樹徳村には当時のことを知っている人はいませんでしたが、1959年生まれの莫書恰さんが、日本軍の望楼跡と井戸跡まで案内してくれました。
 莫書恰さんが子どものころには、望楼はなくなっていましたが、年寄りから当時の話しを聞いていたと言います。
 望楼跡の敷地には、30メートルほどの方形の壕が掘られてあり、部分的にいまも残っていました。望楼のそばに監獄として使われた建物があったそうです。
 日本軍がつくったという井戸跡は、望楼から700~800メートルほど離れていました。井戸から望楼までの道は50メートルほど急な上り坂になっていました。日本軍はこの井戸から望楼まで、村人に水を運ばせたといいます。
 莫書恰さんは、となりの大昌園村にむかしのことを知っている人がいるといってつれていってくれました。
 その人は、符祥豊(90歳)さんでした。
 符祥豊さんは、すこし耳が聞こえにくくなっているようでしたが、しっかりした口調でつぎのように話してくれました。

 「日本軍は、わたしの隣村の樹徳に望楼をつくったが、そのとき、近くの村の家を壊して、その材料をつかった。望楼の材料は、ぜんぶ、そうだ。日本軍はわたしの村や近くの村に入ってきて、家をたくさん焼いた。家はレンガでつくられていたので、家が焼かれても、レンガは残る。そのレンガを使って日本軍は望楼をつくったのだ。
 わたしは、日本軍が来たときにはすぐに逃げたので望楼はつくらされなかたが、村に戻ってきてから、望楼周辺の樹の伐採や、望楼に住む日本兵のための水汲みななどをさせられた。
 日本軍は、わたしの村の美勝を殺した。
 日本軍は、隣の福田村に、人を殺して埋める穴を掘った。
 日本軍は、鶏や鴨や豚などを見つけると、奪った。コメも奪った。
 日本軍は、たくさんの女性を強姦した。
 父親は日本軍が来る前に亡くなっていた。父が死んでから母は再婚した。そのあとは、わたしは、ひとりで暮らしをたてていた。日本軍が海南島に入って来たときには、わたしは結婚していた。

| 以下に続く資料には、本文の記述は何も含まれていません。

//! URL matchers and first-match routing
//!
//! Patterns are written as strings:
//!
//! - `= <url>` matches exactly one URL
//! - `~ <regex>` matches URLs the regular expression finds a match in
//! - anything else is a glob where `*` matches any run of characters
//!
//! A [`Router`] evaluates its routes in insertion order and returns the value
//! of the first matcher that accepts the URL.

use crate::ConfigError;
use regex::Regex;
use std::fmt;

/// Prefix marking an exact-match pattern
pub const EXACT_PREFIX: &str = "= ";

/// Prefix marking a regular-expression pattern
pub const REGEX_PREFIX: &str = "~ ";

/// A predicate over URL strings
pub trait Matcher: Send + Sync + fmt::Debug {
    /// Returns true if `url` is accepted by this matcher
    fn matches(&self, url: &str) -> bool;
}

/// Matches one URL exactly
#[derive(Debug, Clone, PartialEq, Eq)]
pub struct ExactMatcher(String);

impl ExactMatcher {
    pub fn new(url: impl Into<String>) -> Self {
        Self(url.into())
    }
}

impl Matcher for ExactMatcher {
    fn matches(&self, url: &str) -> bool {
        self.0 == url
    }
}

/// Matches URLs against a glob where `*` stands for any run of characters
#[derive(Debug, Clone, PartialEq, Eq)]
pub struct GlobMatcher(String);

impl GlobMatcher {
    pub fn new(pattern: impl Into<String>) -> Self {
        Self(pattern.into())
    }
}

impl Matcher for GlobMatcher {
    fn matches(&self, url: &str) -> bool {
        matches_glob(&self.0, url)
    }
}

/// Matches URLs with a regular expression
#[derive(Debug, Clone)]
pub struct RegexMatcher(Regex);

impl RegexMatcher {
    pub fn new(pattern: &str) -> Result<Self, ConfigError> {
        Regex::new(pattern)
            .map(Self)
            .map_err(|e| ConfigError::InvalidPattern(format!("'{}': {}", pattern, e)))
    }
}

impl Matcher for RegexMatcher {
    fn matches(&self, url: &str) -> bool {
        self.0.is_match(url)
    }
}

/// Builds the matcher a pattern string describes
///
/// # Examples
///
/// ```
/// use trawl::url::{parse_pattern, Matcher};
///
/// let exact = parse_pattern("= http://example.org").unwrap();
/// assert!(exact.matches("http://example.org"));
/// assert!(!exact.matches("http://example.org/"));
///
/// let glob = parse_pattern("http://example.org/*").unwrap();
/// assert!(glob.matches("http://example.org/a/b"));
///
/// let regex = parse_pattern("~ ^http://example\\.org/\\d+$").unwrap();
/// assert!(regex.matches("http://example.org/42"));
/// ```
pub fn parse_pattern(pattern: &str) -> Result<Box<dyn Matcher>, ConfigError> {
    if let Some(exact) = pattern.strip_prefix(EXACT_PREFIX) {
        return Ok(Box::new(ExactMatcher::new(exact)));
    }
    if let Some(re) = pattern.strip_prefix(REGEX_PREFIX) {
        return Ok(Box::new(RegexMatcher::new(re)?));
    }
    if pattern.is_empty() {
        return Err(ConfigError::InvalidPattern(
            "URL pattern cannot be empty".to_string(),
        ));
    }
    Ok(Box::new(GlobMatcher::new(pattern)))
}

/// Checks if a candidate matches a glob pattern
///
/// `*` matches any (possibly empty) run of characters, every other character
/// matches itself.
pub fn matches_glob(pattern: &str, candidate: &str) -> bool {
    let p = pattern.as_bytes();
    let c = candidate.as_bytes();
    let (mut pi, mut ci) = (0, 0);
    // Position of the last star seen and the candidate index it was tried at
    let mut backtrack: Option<(usize, usize)> = None;

    while ci < c.len() {
        if pi < p.len() && p[pi] == b'*' {
            backtrack = Some((pi, ci));
            pi += 1;
        } else if pi < p.len() && p[pi] == c[ci] {
            pi += 1;
            ci += 1;
        } else if let Some((star, matched)) = backtrack {
            pi = star + 1;
            ci = matched + 1;
            backtrack = Some((star, matched + 1));
        } else {
            return false;
        }
    }

    p[pi..].iter().all(|&b| b == b'*')
}

/// An ordered list of (matcher, value) routes evaluated first-match
pub struct Router<V> {
    routes: Vec<(Box<dyn Matcher>, V)>,
}

impl<V> Default for Router<V> {
    fn default() -> Self {
        Self { routes: Vec::new() }
    }
}

impl<V> fmt::Debug for Router<V> {
    fn fmt(&self, f: &mut fmt::Formatter<'_>) -> fmt::Result {
        f.debug_struct("Router")
            .field("routes", &self.routes.len())
            .finish()
    }
}

impl<V> Router<V> {
    pub fn new() -> Self {
        Self::default()
    }

    /// Appends a route with an already built matcher
    pub fn add(&mut self, matcher: Box<dyn Matcher>, value: V) {
        self.routes.push((matcher, value));
    }

    /// Appends a route for a pattern string
    pub fn add_pattern(&mut self, pattern: &str, value: V) -> Result<(), ConfigError> {
        let matcher = parse_pattern(pattern)?;
        self.add(matcher, value);
        Ok(())
    }

    /// Returns the value of the first route whose matcher accepts `url`
    pub fn route(&self, url: &str) -> Option<&V> {
        self.routes
            .iter()
            .find(|(matcher, _)| matcher.matches(url))
            .map(|(_, value)| value)
    }

    pub fn len(&self) -> usize {
        self.routes.len()
    }

    pub fn is_empty(&self) -> bool {
        self.routes.is_empty()
    }
}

 わたしと妻は、“順民証”をもらったあと、日本軍のために働かされた。
 当時、井戸から望楼まで1回水を運ぶと竹の棒を1本もらった。それが水を運んだ証明になった。1日に10回以上、水を運ばされた。井戸から望楼までは、水汲みはたいへんな仕事だった。そうして、わたしたちが苦心して運んだ水で、望楼の日本兵は、水浴びをした。

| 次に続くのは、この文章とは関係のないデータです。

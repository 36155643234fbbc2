//! Trawl main entry point
//!
//! This is the command-line interface for the Trawl web crawler.

use anyhow::{bail, Context};
use clap::Parser;
use std::path::{Path, PathBuf};
use std::sync::Arc;
use tracing_subscriber::EnvFilter;
use trawl::client::{Client, HttpClient};
use trawl::config::{load_config_with_hash, Config, StoreBackend};
use trawl::crawler::{Crawler, Mux};
use trawl::output::{load_statistics, print_statistics};
use trawl::store::{open_store, SqliteStore};

/// Trawl: a polite, resumable web crawler
///
/// Trawl crawls the seeds of a task file, follows the links its allow and
/// disallow patterns accept, spaces requests per host and keeps its progress
/// in a URL store so an interrupted crawl can be resumed.
#[derive(Parser, Debug)]
#[command(name = "trawl")]
#[command(version)]
#[command(about = "A polite, resumable web crawler", long_about = None)]
struct Cli {
    /// Path to TOML task file
    #[arg(value_name = "TASK")]
    task: PathBuf,

    /// Increase logging verbosity (-v, -vv, -vvv)
    #[arg(short, long, action = clap::ArgAction::Count)]
    verbose: u8,

    /// Suppress non-error output
    #[arg(short, long, conflicts_with = "verbose")]
    quiet: bool,

    /// Validate the task and show what would be crawled without crawling
    #[arg(long, conflicts_with = "stats")]
    dry_run: bool,

    /// Show statistics from the SQLite store and exit
    #[arg(long, conflicts_with = "dry_run")]
    stats: bool,
}

#[tokio::main]
async fn main() -> anyhow::Result<()> {
    let cli = Cli::parse();

    // Setup logging based on verbosity
    setup_logging(cli.verbose, cli.quiet);

    tracing::info!("Loading task from: {}", cli.task.display());
    let (config, hash) = load_config_with_hash(&cli.task)
        .with_context(|| format!("failed to load task {}", cli.task.display()))?;
    tracing::info!("Task loaded successfully (hash: {})", hash);

    if cli.dry_run {
        handle_dry_run(&config);
    } else if cli.stats {
        handle_stats(&config)?;
    } else {
        handle_crawl(config, &hash).await?;
    }

    Ok(())
}

/// Sets up the logging/tracing subscriber based on verbosity level
fn setup_logging(verbose: u8, quiet: bool) {
    let filter = if quiet {
        // Only show errors
        EnvFilter::new("error")
    } else {
        match verbose {
            0 => EnvFilter::new("trawl=info,warn"),
            1 => EnvFilter::new("trawl=debug,info"),
            2 => EnvFilter::new("trawl=trace,debug"),
            _ => EnvFilter::new("trace"),
        }
    };

    tracing_subscriber::fmt()
        .with_env_filter(filter)
        .with_target(false)
        .with_thread_ids(false)
        .with_file(false)
        .init();
}

/// Handles the --dry-run mode: shows the validated plan
fn handle_dry_run(config: &Config) {
    println!("=== Trawl Dry Run ===\n");

    let crawler = &config.crawler;
    println!("Pipeline:");
    println!(
        "  Workers: {} makers, {} fetchers, {} handlers, {} filters, {} schedulers",
        crawler.maker_workers,
        crawler.fetcher_workers,
        crawler.handler_workers,
        crawler.filter_workers,
        crawler.scheduler_workers
    );
    println!("  Channel capacity: {}", crawler.channel_capacity);
    println!("  Queue capacity: {}", crawler.queue_capacity);
    println!(
        "  Host interval: {}ms (burst {})",
        crawler.default_interval_ms, crawler.default_burst
    );
    println!(
        "  Retries: {} (every {}ms)",
        crawler.max_retries, crawler.retry_delay_ms
    );

    println!("\nClient:");
    println!("  User agent: {}", config.client.user_agent);
    println!("  Timeout: {}s", config.client.timeout_secs);
    println!("  Cache: {} bytes", config.client.cache_max_bytes);

    println!("\nStore:");
    match config.store.backend {
        StoreBackend::Memory => println!("  In memory"),
        StoreBackend::Sqlite => println!("  SQLite at {}", config.store.path),
    }

    let task = &config.task;
    println!("\nSeeds ({}):", task.seeds.len());
    for seed in &task.seeds {
        println!("  - {}", seed);
    }
    println!("\nAllow ({}):", task.allow.len());
    for pattern in &task.allow {
        println!("  - {}", pattern);
    }
    println!("\nDisallow ({}):", task.disallow.len());
    for pattern in &task.disallow {
        println!("  - {}", pattern);
    }
    match task.max_depth {
        0 => println!("\nMax depth: unlimited"),
        depth => println!("\nMax depth: {}", depth),
    }
    match task.revisit_secs {
        0 => println!("Revisit: never"),
        secs => println!("Revisit: every {}s", secs),
    }

    println!("\n✓ Task is valid");
    println!("✓ Would start crawling with {} seed URLs", task.seeds.len());
}

/// Handles the --stats mode: shows statistics from the store
fn handle_stats(config: &Config) -> anyhow::Result<()> {
    if config.store.backend != StoreBackend::Sqlite {
        bail!("--stats needs a sqlite store; the in-memory store keeps nothing");
    }

    println!("Database: {}\n", config.store.path);
    let store = SqliteStore::new(Path::new(&config.store.path))?;
    let stats = load_statistics(&store)?;
    print_statistics(&stats);

    Ok(())
}

/// Handles the main crawl operation
async fn handle_crawl(config: Config, hash: &str) -> anyhow::Result<()> {
    if config.task.seeds.is_empty() {
        bail!("the task has no seeds to crawl");
    }

    let controller = Arc::new(Mux::from_task(&config.task)?);
    let store = open_store(&config.store, Some(hash))?;
    let client: Arc<dyn Client> = Arc::new(HttpClient::new(&config.client)?);
    let seeds = config.task.seeds.clone();

    let crawler = Arc::new(Crawler::new(config, controller, Arc::clone(&store), client));
    let added = crawler.add_seeds(&seeds).await?;
    tracing::info!("{} new seeds, {} already known", added, seeds.len() - added);

    // Ctrl-C stops the crawl; the store keeps what is left for the next run
    let interrupt = {
        let crawler = Arc::clone(&crawler);
        tokio::spawn(async move {
            if tokio::signal::ctrl_c().await.is_ok() {
                tracing::warn!("Interrupted, stopping crawl");
                crawler.stop();
            }
        })
    };

    let result = crawler.crawl().await;
    interrupt.abort();
    match result {
        Ok(()) => tracing::info!("Crawl completed"),
        Err(e) => {
            tracing::error!("Crawl failed: {}", e);
            return Err(e.into());
        }
    }

    print_statistics(&load_statistics(store.as_ref())?);
    Ok(())
}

 日本軍ために働いても、日本軍はカネも食べるものもよこさなかった。日本軍のためにずっと働かされていたので、自分の家の水田や畑には草が生い茂っていた。
 望楼には20~30人ほどの日本兵がいた。日本人はわずか数人で、あとはほとんど福建人だった。
 日本軍が負けそうになったとき、望楼にいた日本兵と村人は、4層あった望楼の上の部分を壊した。
 福建人のなかにはトコヤの仕事をしている人もいた。わたしも、その人に髪を刈ってもらったことがあった。
 望楼が壊されているのを見たわたしは、その福建人に、理由を聞いた。その人は、「日本にアメリカの原子弾が落とされた。日本はまもなく降伏する」と言った。
 日本軍は、望楼が高すぎると飛行機から爆弾を落とされると思ったのだ。
 日本人は悪かった。日本兵が来たと言うとみんな怖がった。
 日本軍は放火し人を殺した。残忍だった。
 日本軍がいるときには、みんなびくびくして暮らしていた。
 日本軍が投降したあと、安心して農業することができるようになった」。

 李常青「血泪的回憶――日軍在樹徳郷的暴行」の記述と、符祥豊さんの証言とは大きく違っていました。樹徳郷にもこれから何回も行って、できるだけ事実を明らかにしなければならないと思いました。莫書恰さんは、「むかし上坡湖村という村があったが、日本軍に村人がほとんど殺されていまは胡椒畑になっている。生き残った上坡湖村の人たちの子孫が近くの塔昌村に住んでいる」と話していました。
 符祥豊さんの証言にある「福建人」というのは、台湾兵のことだと思います。